Butalco To Begin Cellulosic Ethanol Production in Summer 2010 in Germany
24 February 2010
Butalco will use its proprietary new yeast technology to produce cellulosic ethanol from agricultural waste in a pilot plant in Southern Germany starting this summer. Butalco’s new microbial catalysts will enable up to 30% increased yields in cellulosic ethanol production, according to the company.

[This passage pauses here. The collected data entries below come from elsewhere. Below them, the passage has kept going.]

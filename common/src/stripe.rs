use stripe::Client;

/// Stripe secret keys always carry the `sk_` prefix; anything else means
/// the integration is switched off.
pub fn is_secret_key(secret_key: &str) -> bool {
    secret_key.starts_with("sk_")
}

/// Builds a Stripe client, or `None` when no usable secret key is configured.
pub fn create_client(secret_key: &str) -> Option<Client> {
    if is_secret_key(secret_key) {
        Some(Client::new(secret_key))
    } else {
        None
    }
}
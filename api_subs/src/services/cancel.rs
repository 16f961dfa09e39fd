use chrono::{DateTime, Utc};
use common::error::{AppError, Res};
use db::models::subscription::SubscriptionStatus;
use log::info;
use serde::Serialize;
use uuid::Uuid;

use crate::{
    services::{billing::BillingProvider, status::SubscriptionReconciler},
    store::SubscriptionStore,
};

#[derive(Debug, Clone, PartialEq, Serialize)]
#[serde(tag = "status", rename_all = "snake_case")]
pub enum CancelOutcome {
    /// Billing stops at the end of the paid period; access continues until then.
    ScheduledAtPeriodEnd { access_until: DateTime<Utc> },
    Canceled,
}

impl<S, P> SubscriptionReconciler<S, P>
where
    S: SubscriptionStore,
    P: BillingProvider,
{
    /// Cancels the user's active subscription.
    ///
    /// Stripe-backed subscriptions are canceled at period end and keep their
    /// status; `reconcile` expires them once the stored end date passes.
    /// Local-only subscriptions are canceled immediately.
    pub async fn cancel(&self, user_id: Uuid) -> Res<CancelOutcome> {
        let sub = self
            .store
            .active_subscription(user_id)
            .await?
            .ok_or_else(|| AppError::NotFound("No active subscription found".to_string()))?;

        let outcome = match sub.stripe_subscription_id.as_deref() {
            Some(subscription_ref) => {
                let provider = self.provider.as_ref().ok_or_else(|| {
                    AppError::BillingUnavailable("Stripe is not configured".to_string())
                })?;

                let remote = provider.cancel_at_period_end(subscription_ref).await?;
                let access_until = remote.current_period_end.unwrap_or_else(Utc::now);
                self.store.set_end_date(user_id, access_until).await?;

                info!(
                    "Stripe subscription {} for user {} cancels at {}",
                    subscription_ref, user_id, access_until
                );
                CancelOutcome::ScheduledAtPeriodEnd { access_until }
            }
            None => {
                self.store
                    .mark_status(user_id, SubscriptionStatus::Canceled)
                    .await?;

                info!("Canceled local subscription {} for user {}", sub.id, user_id);
                CancelOutcome::Canceled
            }
        };

        self.cache.invalidate(&user_id);
        Ok(outcome)
    }
}
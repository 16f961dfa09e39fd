use db::models::plan::PlanLimitsRow;
use serde::{Deserialize, Deserializer, Serialize, Serializer};

pub const BYTES_PER_MB: i64 = 1024 * 1024;

/// A plan ceiling. The database uses `-1` for some columns and `NULL` for
/// others to mean "no ceiling"; both are folded into `Unlimited` here.
#[derive(Debug, Clone, Copy, PartialEq, Eq)]
pub enum Limit {
    Unlimited,
    Limited(i64),
}

impl Limit {
    /// Negative values are the unlimited sentinel.
    pub fn from_sentinel(value: i64) -> Self {
        if value < 0 {
            Limit::Unlimited
        } else {
            Limit::Limited(value)
        }
    }

    pub fn from_nullable(value: Option<i64>) -> Self {
        value.map_or(Limit::Unlimited, Limit::from_sentinel)
    }

    /// Storage quotas are stored in MB; the rest of the crate counts bytes.
    pub fn from_megabytes(value: Option<i64>) -> Self {
        match Limit::from_nullable(value) {
            Limit::Limited(mb) => Limit::Limited(mb.saturating_mul(BYTES_PER_MB)),
            Limit::Unlimited => Limit::Unlimited,
        }
    }

    pub fn is_unlimited(&self) -> bool {
        matches!(self, Limit::Unlimited)
    }

    pub fn value(&self) -> Option<i64> {
        match self {
            Limit::Unlimited => None,
            Limit::Limited(max) => Some(*max),
        }
    }

    /// Whether one more item fits on top of `current`.
    pub fn allows(&self, current: i64) -> bool {
        match self {
            Limit::Unlimited => true,
            Limit::Limited(max) => current < *max,
        }
    }

    /// What is left before the ceiling, never negative.
    pub fn remaining(&self, current: i64) -> Option<i64> {
        self.value().map(|max| (max - current).max(0))
    }
}

impl Serialize for Limit {
    fn serialize<S: Serializer>(&self, serializer: S) -> Result<S::Ok, S::Error> {
        match self {
            Limit::Unlimited => serializer.serialize_none(),
            Limit::Limited(max) => serializer.serialize_i64(*max),
        }
    }
}

impl<'de> Deserialize<'de> for Limit {
    fn deserialize<D: Deserializer<'de>>(deserializer: D) -> Result<Self, D::Error> {
        Option::<i64>::deserialize(deserializer).map(Limit::from_nullable)
    }
}

/// Plan ceilings of one user plus the usage snapshot taken with them.
#[derive(Debug, Clone, PartialEq, Eq, Serialize, Deserialize)]
pub struct UserPlanLimits {
    pub plan_name: String,
    pub max_categories: Limit,
    pub max_videos_per_category: Limit,
    pub max_screenshots_per_user: Limit,
    pub storage_quota_bytes: Limit,
    pub ai_summary_enabled: bool,
    pub current_categories: i64,
}

impl From<PlanLimitsRow> for UserPlanLimits {
    fn from(row: PlanLimitsRow) -> Self {
        Self {
            plan_name: row.plan_name,
            max_categories: Limit::from_sentinel(row.max_categories.into()),
            max_videos_per_category: Limit::from_sentinel(row.max_videos_per_category.into()),
            max_screenshots_per_user: Limit::from_nullable(
                row.max_screenshots_per_user.map(i64::from),
            ),
            storage_quota_bytes: Limit::from_megabytes(row.storage_quota_mb),
            ai_summary_enabled: row.ai_summary_enabled,
            current_categories: row.current_categories,
        }
    }
}

/// Storage usage against the plan quota, in the shape the clients render.
#[derive(Debug, Clone, PartialEq, Serialize)]
pub struct StorageQuota {
    pub quota_bytes: Option<i64>,
    pub used_bytes: i64,
    pub remaining_bytes: Option<i64>,
    pub quota_mb: Option<i64>,
    pub used_mb: i64,
    pub remaining_mb: Option<i64>,
    pub percentage: Option<f64>,
    pub is_unlimited: bool,
}

impl StorageQuota {
    pub fn new(quota: Limit, used_bytes: i64) -> Self {
        let quota_bytes = quota.value();
        let remaining_bytes = quota.remaining(used_bytes);
        Self {
            quota_bytes,
            used_bytes,
            remaining_bytes,
            quota_mb: quota_bytes.map(to_mb),
            used_mb: to_mb(used_bytes),
            remaining_mb: remaining_bytes.map(to_mb),
            percentage: quota_bytes.map(|q| {
                if q == 0 {
                    100.0
                } else {
                    used_bytes as f64 / q as f64 * 100.0
                }
            }),
            is_unlimited: quota.is_unlimited(),
        }
    }
}

fn to_mb(bytes: i64) -> i64 {
    (bytes as f64 / BYTES_PER_MB as f64).round() as i64
}

#[cfg(test)]
mod tests {
    use super::*;

    #[test]
    fn sentinels_fold_into_unlimited() {
        assert_eq!(Limit::from_sentinel(-1), Limit::Unlimited);
        assert_eq!(Limit::from_sentinel(0), Limit::Limited(0));
        assert_eq!(Limit::from_nullable(None), Limit::Unlimited);
        assert_eq!(Limit::from_nullable(Some(-1)), Limit::Unlimited);
        assert_eq!(Limit::from_nullable(Some(5)), Limit::Limited(5));
    }

    #[test]
    fn limited_allows_strictly_below_ceiling() {
        let limit = Limit::Limited(3);
        assert!(limit.allows(2));
        assert!(!limit.allows(3));
        assert!(!limit.allows(4));
        assert!(Limit::Unlimited.allows(i64::MAX));
    }

    #[test]
    fn unlimited_serializes_as_null() {
        assert_eq!(serde_json::to_string(&Limit::Unlimited).unwrap(), "null");
        assert_eq!(serde_json::to_string(&Limit::Limited(10)).unwrap(), "10");
        let parsed: Limit = serde_json::from_str("null").unwrap();
        assert_eq!(parsed, Limit::Unlimited);
    }

    #[test]
    fn row_conversion_handles_both_unlimited_conventions() {
        let limits = UserPlanLimits::from(PlanLimitsRow {
            plan_name: "Gold Plan".to_string(),
            max_categories: -1,
            max_videos_per_category: -1,
            max_screenshots_per_user: None,
            storage_quota_mb: None,
            ai_summary_enabled: true,
            current_categories: 42,
        });
        assert!(limits.max_categories.is_unlimited());
        assert!(limits.max_videos_per_category.is_unlimited());
        assert!(limits.max_screenshots_per_user.is_unlimited());
        assert!(limits.storage_quota_bytes.is_unlimited());

        let limits = UserPlanLimits::from(PlanLimitsRow {
            plan_name: "Free Plan".to_string(),
            max_categories: 3,
            max_videos_per_category: 10,
            max_screenshots_per_user: Some(5),
            storage_quota_mb: Some(100),
            ai_summary_enabled: false,
            current_categories: 1,
        });
        assert_eq!(limits.storage_quota_bytes, Limit::Limited(100 * BYTES_PER_MB));
        assert_eq!(limits.max_screenshots_per_user, Limit::Limited(5));
    }

    #[test]
    fn storage_quota_reports_remaining_and_percentage() {
        let quota = StorageQuota::new(Limit::Limited(100 * BYTES_PER_MB), 25 * BYTES_PER_MB);
        assert_eq!(quota.quota_mb, Some(100));
        assert_eq!(quota.used_mb, 25);
        assert_eq!(quota.remaining_mb, Some(75));
        assert_eq!(quota.percentage, Some(25.0));
        assert!(!quota.is_unlimited);

        let over = StorageQuota::new(Limit::Limited(BYTES_PER_MB), 2 * BYTES_PER_MB);
        assert_eq!(over.remaining_bytes, Some(0));

        let unlimited = StorageQuota::new(Limit::Unlimited, 10);
        assert!(unlimited.is_unlimited);
        assert_eq!(unlimited.percentage, None);
        assert_eq!(unlimited.remaining_bytes, None);
    }
}
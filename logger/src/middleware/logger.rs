use std::{sync::Arc, time::Instant};

use actix_web::{
    Error, HttpMessage,
    body::{BoxBody, MessageBody},
    dev::{Service, ServiceRequest, ServiceResponse, Transform, forward_ready},
};
use colored::{ColoredString, Colorize};
use common::jwt::JwtClaims;
use futures::future::{LocalBoxFuture, Ready, ready};
use log::info;

/// Logs one line per request: status, method, path, latency and caller.
pub struct LoggerMiddleware {
    enabled: bool,
}

impl LoggerMiddleware {
    pub fn new(enabled: bool) -> Self {
        Self { enabled }
    }
}

impl<S, B> Transform<S, ServiceRequest> for LoggerMiddleware
where
    S: Service<ServiceRequest, Response = ServiceResponse<B>, Error = Error> + 'static,
    S::Future: 'static,
    B: MessageBody + 'static,
{
    type Response = ServiceResponse<BoxBody>;
    type Error = Error;
    type Transform = LoggerMiddlewareService<S>;
    type InitError = ();
    type Future = Ready<Result<Self::Transform, Self::InitError>>;

    fn new_transform(&self, service: S) -> Self::Future {
        ready(Ok(LoggerMiddlewareService {
            service: Arc::new(service),
            enabled: self.enabled,
        }))
    }
}

pub struct LoggerMiddlewareService<S> {
    service: Arc<S>,
    enabled: bool,
}

impl<S, B> Service<ServiceRequest> for LoggerMiddlewareService<S>
where
    S: Service<ServiceRequest, Response = ServiceResponse<B>, Error = Error> + 'static,
    S::Future: 'static,
    B: MessageBody + 'static,
{
    type Response = ServiceResponse<BoxBody>;
    type Error = Error;
    type Future = LocalBoxFuture<'static, Result<Self::Response, Self::Error>>;

    forward_ready!(service);

    fn call(&self, req: ServiceRequest) -> Self::Future {
        let method = req.method().to_string();
        let path = req.path().to_string();
        let query_string = req.query_string().to_string();
        let enabled = self.enabled;
        let started = Instant::now();
        let srv = Arc::clone(&self.service);

        Box::pin(async move {
            let res = srv.call(req).await?;

            if enabled {
                let elapsed_ms = started.elapsed().as_millis();
                let status_code = res.status().as_u16();
                // claims are only present once the auth gate has run
                let user_id = res
                    .request()
                    .extensions()
                    .get::<JwtClaims>()
                    .map_or("None".to_string(), |c| c.user_id.to_string());

                let target = if query_string.is_empty() {
                    path
                } else {
                    format!("{}?{}", path, query_string)
                };

                info!(
                    "[{}] {} {} {} user_id={}",
                    colored_status(status_code),
                    colored_method(&method),
                    target.bright_white(),
                    format!("({}ms)", elapsed_ms).bright_black(),
                    user_id.bright_blue(),
                );
            }

            Ok(res.map_into_boxed_body())
        })
    }
}

fn colored_status(status_code: u16) -> ColoredString {
    match status_code {
        200..=299 => status_code.to_string().green(),
        300..=399 => status_code.to_string().yellow(),
        400..=499 => status_code.to_string().bright_red(),
        _ => status_code.to_string().red(),
    }
}

fn colored_method(method: &str) -> ColoredString {
    match method {
        "GET" => method.blue(),
        "POST" => method.yellow(),
        "PUT" => method.purple(),
        "DELETE" => method.red(),
        _ => method.normal(),
    }
}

Butalco’s core technology is based on genetically optimized yeasts (Saccharomyces cerevisiae) which, unlike established yeasts, are able to ferment C5 sugars (xylose and arabinose) found in lignocellulosic biomass as well as C6 sugar (glucose). (Earlier post.)
Our new technology now tells the yeast cells to also ferment the C5 waste sugars into ethanol which makes the production of cellulosic ethanol much more efficient and cheaper. Together with the new commercially viable enzymes launched last week by the enzyme companies Danisco [earlier post] and Novozymes [earlier post], Butalco’s yeast technology will enable cellulosic ethanol as a competitive alternative to gasoline.
—Prof. Dr. Eckhard Boles, co-founder
Butalco will use Hohenheim University’s (Stuttgart, Germany) newly built pilot plant for the production of its first amounts of cellulosic ethanol. Last year, Butalco signed a research and development contract with the Institute of Fermentation Technology within the Department of Food Science and Biotechnology at Hohenheim University, which has been investigating the production of bioethanol for almost 30 years.
Hohenheim University is closely cooperating with the Institute of Molecular Biosciences at Frankfurt University (headed by Dr. Boles), which has been successfully working together with Butalco on a number of projects for the past 2 years. The pilot plant allows both starch and lignocellulosic-based raw materials to be processed.
Butalco is also working together with partners to develop an integrated lignocellulose-based bioethanol/biobutanol production process. The development covers the whole process chain including all production steps from lignocellulose hydrolysis to downstream processing.
At the 27th International Specialized Symposium on Yeasts in Paris in August 2009, Boles presented yeasts that Butalco scientists successfully modified to produce biobutanol instead of bioethanol.
If they can produce cellulosic ethanol that is significantly cheaper than regular gas in Europe, it will be great for that continent - which is held hostage by astronomical taxes on petroleum fuel...basically like a giant across the board tax cut for everyone as prices for everything that is produced with petrol or transported with petrol come down.
Posted by: ejj | 24 February 2010 at 06:10 AM
I could see cellulose processing as a "front end" to existing fermentation plants. Plants in the U.S. are dependent on corn grain and the price is affected by bidders that neither grow corn nor use corn.
On the point of taxes, this is one way to spur an economy that depends on transportation fuel. Do not tax these fuels as heavily and they may be adopted more quickly. If the transportation costs are lower, it makes everything transported more affordable.
Posted by: SJC | 24 February 2010 at 08:32 AM
@ejj
'great for that continent - which is held hostage by astronomical taxes on petroleum fuel'
On the contrary, the high tax policy has lead to greater investment in, and use of, vehicles with higher mpg. This means that:
1) the EU less reliant on oil imports
2) is not held hostage to price volatility as doubling the price of a barrel of oil makes only marginal difference (20-30%) to pump prices.
We also retain that money in our economies instead of passing all the value of price hikes to some undesirable regimes.
The choice is: be 'held hostage' by one's own government or be 'held hostage' by another country / market speculators. Europe made its choice after
the '70s oil crisis and stayed the course despite the temptation of political expediency.
The fuel taxes also redress, to some degree, the failure of the market to include externalities such as local pollution health cost, spillage environmental costs and emission environmental costs (aerosols/black carbon/CO2, global dimming, global warming effects).
Posted by: Thomas Lankester | 25 February 2010 at 12:15 AM
Presumably your own government is democratic and if you do not like them you vote in someone else, not so with OPEC nor Saudi Arabia. This is one of the flaws in U.S. politics, any candidate that recommends higher gasoline taxes would never get elected.